How to Tell a Child That a Family Member Has Cancer
The thought of explaining that a loved one has cancer can be very overwhelming and devastating. Telling your children that their loved one is ill can be very difficult and emotional for everyone involved.
Your child may be upset, angry, confused, or frustrated when they find out that their loved one is sick. Mentally preparing yourself for your child having all these different emotions can help you navigate this topic in a healthy and understanding way.
Here are some tips to help you prepare for the discussion:
- Be ready to answer any questions your child may have about illness and death.
- Be honest and transparent about death. Use the words “cancer” or “dying” and avoid euphemisms so your child does not get confused or blindsided by technical terms when speaking to others.

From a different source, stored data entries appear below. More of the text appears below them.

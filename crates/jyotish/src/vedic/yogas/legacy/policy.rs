//! Strength policy for legacy findings.
//!
//! Every legacy rule takes its strength from this one table so the choices
//! can be read and adjusted in a single place.

use crate::vedic::yogas::types::Strength;

#[derive(Debug, Clone, Copy, PartialEq, Eq, Hash)]
pub enum LegacyRule {
    KendraTrikonaLords,
    DharmaKarmadhipati,
    Yogakaraka,
    DhanaLordConjunction,
    DhanaLordExchangePlacement,
    DhanaLordDignified,
    LakshmiNinthLord,
    VasumatiFromMoon,
    PlanetConjunction,
    PlanetInHouse,
    BhavaLordFavourable,
    BhavaLordDusthana,
    MahaParivartana,
    KhalaParivartana,
    DainyaParivartana,
    DebilitatedLagnaLord,
    DebilitatedMoonSignLord,
    MaleficsInDusthanas,
    Grahan,
    Papakartari,
    GrahaDrishti,
    PlanetInNakshatra,
}

pub const STRENGTH_POLICY: &[(LegacyRule, Strength)] = &[
    (LegacyRule::KendraTrikonaLords, Strength::Strong),
    (LegacyRule::DharmaKarmadhipati, Strength::Strong),
    (LegacyRule::Yogakaraka, Strength::Strong),
    (LegacyRule::DhanaLordConjunction, Strength::Moderate),
    (LegacyRule::DhanaLordExchangePlacement, Strength::Moderate),
    (LegacyRule::DhanaLordDignified, Strength::Strong),
    (LegacyRule::LakshmiNinthLord, Strength::Strong),
    (LegacyRule::VasumatiFromMoon, Strength::Moderate),
    (LegacyRule::PlanetConjunction, Strength::Moderate),
    (LegacyRule::PlanetInHouse, Strength::Moderate),
    (LegacyRule::BhavaLordFavourable, Strength::Moderate),
    (LegacyRule::BhavaLordDusthana, Strength::Weak),
    (LegacyRule::MahaParivartana, Strength::Strong),
    (LegacyRule::KhalaParivartana, Strength::Moderate),
    (LegacyRule::DainyaParivartana, Strength::Weak),
    (LegacyRule::DebilitatedLagnaLord, Strength::Strong),
    (LegacyRule::DebilitatedMoonSignLord, Strength::Moderate),
    (LegacyRule::MaleficsInDusthanas, Strength::Moderate),
    (LegacyRule::Grahan, Strength::Moderate),
    (LegacyRule::Papakartari, Strength::Moderate),
    (LegacyRule::GrahaDrishti, Strength::Moderate),
    (LegacyRule::PlanetInNakshatra, Strength::Weak),
];

/// Strength assigned to a legacy rule. Rules missing from the table are moderate.
pub fn policy_strength(rule: LegacyRule) -> Strength {
    STRENGTH_POLICY
        .iter()
        .find(|(r, _)| *r == rule)
        .map(|(_, strength)| *strength)
        .unwrap_or(Strength::Moderate)
}

#[cfg(test)]
mod tests {
    use super::*;
    use std::collections::HashSet;

    #[test]
    fn test_policy_has_one_entry_per_rule() {
        let rules: HashSet<_> = STRENGTH_POLICY.iter().map(|(rule, _)| *rule).collect();
        assert_eq!(rules.len(), STRENGTH_POLICY.len());
    }

    #[test]
    fn test_parivartana_strengths() {
        assert_eq!(policy_strength(LegacyRule::MahaParivartana), Strength::Strong);
        assert_eq!(policy_strength(LegacyRule::KhalaParivartana), Strength::Moderate);
        assert_eq!(policy_strength(LegacyRule::DainyaParivartana), Strength::Weak);
    }
}
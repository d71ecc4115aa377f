use super::{Detection, StrengthCondition, StrengthRule, YogaDefinition, KENDRA_HOUSES};
use crate::chart::types::{Dignity, Planet};
use crate::vedic::yogas::types::{Strength, YogaCategory};

const DIGNIFIED: &[Dignity] = &[Dignity::Exalted, Dignity::OwnSign, Dignity::Moolatrikona];

const EXALTED_IS_STRONG: &[StrengthRule] = &[StrengthRule {
    when: StrengthCondition::Dignity(Dignity::Exalted),
    strength: Strength::Strong,
}];

const fn mahapurusha(name: &'static str, planet: Planet, effects: &'static str) -> YogaDefinition {
    YogaDefinition {
        name,
        source: "BPHS",
        category: YogaCategory::Mahapurusha,
        detection: Detection::AngularPlacement {
            planet,
            houses: KENDRA_HOUSES,
            dignities: DIGNIFIED,
        },
        effects,
        base_strength: Strength::Moderate,
        strength_rules: EXALTED_IS_STRONG,
    }
}

pub(super) const MAHAPURUSHA: &[YogaDefinition] = &[
    mahapurusha(
        "Ruchaka Yoga",
        Planet::Mars,
        "Courage, command and physical vigour; success in military, sport or engineering.",
    ),
    mahapurusha(
        "Bhadra Yoga",
        Planet::Mercury,
        "Sharp intellect and eloquence; skill in trade, writing and learning.",
    ),
    mahapurusha(
        "Hamsa Yoga",
        Planet::Jupiter,
        "Wisdom, righteousness and respect; drawn to teaching, law or spiritual life.",
    ),
    mahapurusha(
        "Malavya Yoga",
        Planet::Venus,
        "Beauty, comfort and artistic refinement; enjoys vehicles and a happy marriage.",
    ),
    mahapurusha(
        "Sasa Yoga",
        Planet::Saturn,
        "Authority over many people through patience and discipline; \
         rises through persistent effort.",
    ),
];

- Try to stay calm, but don’t be afraid to show emotion — it will show your children that it is okay to be sad.
- Ensure your child knows that they are not to blame for their loved one becoming ill.
- Make sure to go at your child’s pace, so as not to overwhelm them with information.
Talking About a Cancer Diagnosis
The initial step in speaking to your child is explaining that their loved one has officially been diagnosed with cancer.
Try to use terms your child will understand without being too vague. It is important for Your child needs to understand the truth of the situation. Explain to your child how the type of cancer affects the body to better understand what is going on.
Children under the age of 10 will often wonder if they did something to cause their loved one’s illness. Be sure to explain to your child that this is not their fault, and there is nothing they could have done to prevent it from happening.
Here is an example of how you can explain a cancer diagnosis to your child:
“Grandpa hasn’t been feeling well lately. He is sick with a disease called mesothelioma. His lungs hurt, and it makes it hard for him to breathe. I want you to know that this is not your fault. Grandpa can’t spread his sickness to anyone, and we are going to try to get him better.”